All lines holding the word "None" should be located in the records and copied.

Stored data
━━━━━━

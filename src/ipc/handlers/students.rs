use crate::ipc::error::HandlerErr;
use crate::ipc::helpers::{get_optional_str, get_required_str, parse_params, HandlerFn, today, with_conn};
use crate::ipc::types::{AppState, Request};
use crate::model::Student;
use crate::roster::{self, StudentInput};
use rusqlite::Connection;
use serde_json::{json, Value};

fn student_json(s: &Student) -> Value {
    let mut v = json!(s);
    v["fullName"] = json!(s.full_name());
    v
}

fn students_create(conn: &Connection, params: &Value) -> Result<Value, HandlerErr> {
    let input: StudentInput = parse_params(params, Some("student"))?;
    let s = roster::create_student(conn, &input, today())?;
    Ok(json!({ "student": student_json(&s) }))
}

fn students_get(conn: &Connection, params: &Value) -> Result<Value, HandlerErr> {
    let student_id = get_required_str(params, "studentId")?;
    let s = roster::require_student(conn, &student_id)?;
    Ok(json!({ "student": student_json(&s) }))
}

fn students_list(conn: &Connection, params: &Value) -> Result<Value, HandlerErr> {
    let class_name = get_optional_str(params, "className")?;
    let students = roster::list_students(conn, class_name.as_deref())?;
    let rows: Vec<Value> = students.iter().map(student_json).collect();
    Ok(json!({ "students": rows }))
}

fn students_update(conn: &Connection, params: &Value) -> Result<Value, HandlerErr> {
    let student_id = get_required_str(params, "studentId")?;
    let input: StudentInput = parse_params(params, Some("student"))?;
    let s = roster::update_student(conn, &student_id, &input, today())?;
    Ok(json!({ "student": student_json(&s) }))
}

fn students_delete(conn: &Connection, params: &Value) -> Result<Value, HandlerErr> {
    let student_id = get_required_str(params, "studentId")?;
    roster::delete_student(conn, &student_id)?;
    Ok(json!({ "ok": true }))
}

fn profiles_search(conn: &Connection, params: &Value) -> Result<Value, HandlerErr> {
    let query = get_required_str(params, "query")?;
    let found = roster::search_profiles(conn, &query)?;
    let students: Vec<Value> = found.students.iter().map(student_json).collect();
    Ok(json!({ "students": students, "teachers": found.teachers }))
}

pub fn try_handle(state: &mut AppState, req: &Request) -> Option<Value> {
    let f: HandlerFn = match req.method.as_str() {
        "students.create" => students_create,
        "students.get" => students_get,
        "students.list" => students_list,
        "students.update" => students_update,
        "students.delete" => students_delete,
        "profiles.search" => profiles_search,
        _ => return None,
    };
    Some(with_conn(state, req, f))
}
//! Payment model

use chrono::NaiveDate;
use rust_decimal::Decimal;
use serde::{Deserialize, Serialize};
use std::fmt;
use std::str::FromStr;

use crate::error::{Error, Result};
use crate::util::normalize_text_option;

use super::record::{RecordId, RecordMeta};

/// How a payment settles the supplier's balance
#[derive(Debug, Clone, Copy, PartialEq, Eq, Hash, Serialize, Deserialize)]
#[serde(rename_all = "snake_case")]
pub enum PaymentType {
    Advance,
    Partial,
    #[serde(alias = "final")]
    Full,
}

impl PaymentType {
    pub const fn as_str(self) -> &'static str {
        match self {
            Self::Advance => "advance",
            Self::Partial => "partial",
            Self::Full => "full",
        }
    }
}

impl fmt::Display for PaymentType {
    fn fmt(&self, f: &mut fmt::Formatter<'_>) -> fmt::Result {
        f.write_str(self.as_str())
    }
}

impl FromStr for PaymentType {
    type Err = Error;

    fn from_str(s: &str) -> Result<Self> {
        match s.trim().to_ascii_lowercase().as_str() {
            "advance" => Ok(Self::Advance),
            "partial" => Ok(Self::Partial),
            "full" | "final" => Ok(Self::Full),
            other => Err(Error::InvalidInput(format!("Unknown payment type: {other}"))),
        }
    }
}

/// Money paid out to a supplier
#[derive(Debug, Clone, PartialEq, Eq, Serialize, Deserialize)]
pub struct Payment {
    #[serde(flatten)]
    pub meta: RecordMeta,
    pub supplier_id: RecordId,
    pub amount: Decimal,
    pub payment_type: PaymentType,
    pub payment_date: NaiveDate,
    pub reference: Option<String>,
    pub notes: Option<String>,
}

#[derive(Debug, Clone, Deserialize)]
pub struct NewPayment {
    pub supplier_id: RecordId,
    pub amount: Decimal,
    #[serde(alias = "type")]
    pub payment_type: PaymentType,
    pub payment_date: NaiveDate,
    #[serde(default)]
    pub reference: Option<String>,
    #[serde(default)]
    pub notes: Option<String>,
}

#[derive(Debug, Clone, Default, Deserialize)]
pub struct PaymentPatch {
    pub amount: Option<Decimal>,
    #[serde(alias = "type")]
    pub payment_type: Option<PaymentType>,
    pub payment_date: Option<NaiveDate>,
    pub reference: Option<String>,
    pub notes: Option<String>,
}

impl Payment {
    pub fn new(meta: RecordMeta, input: NewPayment) -> Result<Self> {
        validate_amount(input.amount)?;
        Ok(Self {
            meta,
            supplier_id: input.supplier_id,
            amount: input.amount,
            payment_type: input.payment_type,
            payment_date: input.payment_date,
            reference: normalize_text_option(input.reference),
            notes: normalize_text_option(input.notes),
        })
    }

    pub fn apply(&mut self, patch: PaymentPatch) -> Result<()> {
        if let Some(amount) = patch.amount {
            validate_amount(amount)?;
            self.amount = amount;
        }
        if let Some(payment_type) = patch.payment_type {
            self.payment_type = payment_type;
        }
        if let Some(payment_date) = patch.payment_date {
            self.payment_date = payment_date;
        }
        if patch.reference.is_some() {
            self.reference = normalize_text_option(patch.reference);
        }
        if patch.notes.is_some() {
            self.notes = normalize_text_option(patch.notes);
        }
        Ok(())
    }
}

fn validate_amount(amount: Decimal) -> Result<()> {
    if amount <= Decimal::ZERO {
        return Err(Error::InvalidInput(format!(
            "Payment amount must be positive, got {amount}"
        )));
    }
    Ok(())
}

#[cfg(test)]
mod tests {
    use super::*;

    #[test]
    fn test_payment_type_parse() {
        assert_eq!("advance".parse::<PaymentType>().unwrap(), PaymentType::Advance);
        assert_eq!("FINAL".parse::<PaymentType>().unwrap(), PaymentType::Full);
        assert!("refund".parse::<PaymentType>().is_err());
    }

    #[test]
    fn test_payload_accepts_type_alias_and_final() {
        let input: NewPayment = serde_json::from_value(serde_json::json!({
            "supplier_id": RecordId::new(),
            "amount": "150.50",
            "type": "final",
            "payment_date": "2024-04-01",
        }))
        .unwrap();
        assert_eq!(input.payment_type, PaymentType::Full);
        assert_eq!(input.amount, Decimal::new(15050, 2));
    }

    #[test]
    fn test_amount_must_be_positive() {
        let input = NewPayment {
            supplier_id: RecordId::new(),
            amount: Decimal::ZERO,
            payment_type: PaymentType::Advance,
            payment_date: NaiveDate::from_ymd_opt(2024, 4, 1).unwrap(),
            reference: None,
            notes: None,
        };
        assert!(Payment::new(RecordMeta::new(None), input).is_err());
    }
}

━━━━━━

= Exercise answer =
        _ => return None,
            reference: None,
            notes: None,
        assert!(Payment::new(RecordMeta::new(None), input).is_err());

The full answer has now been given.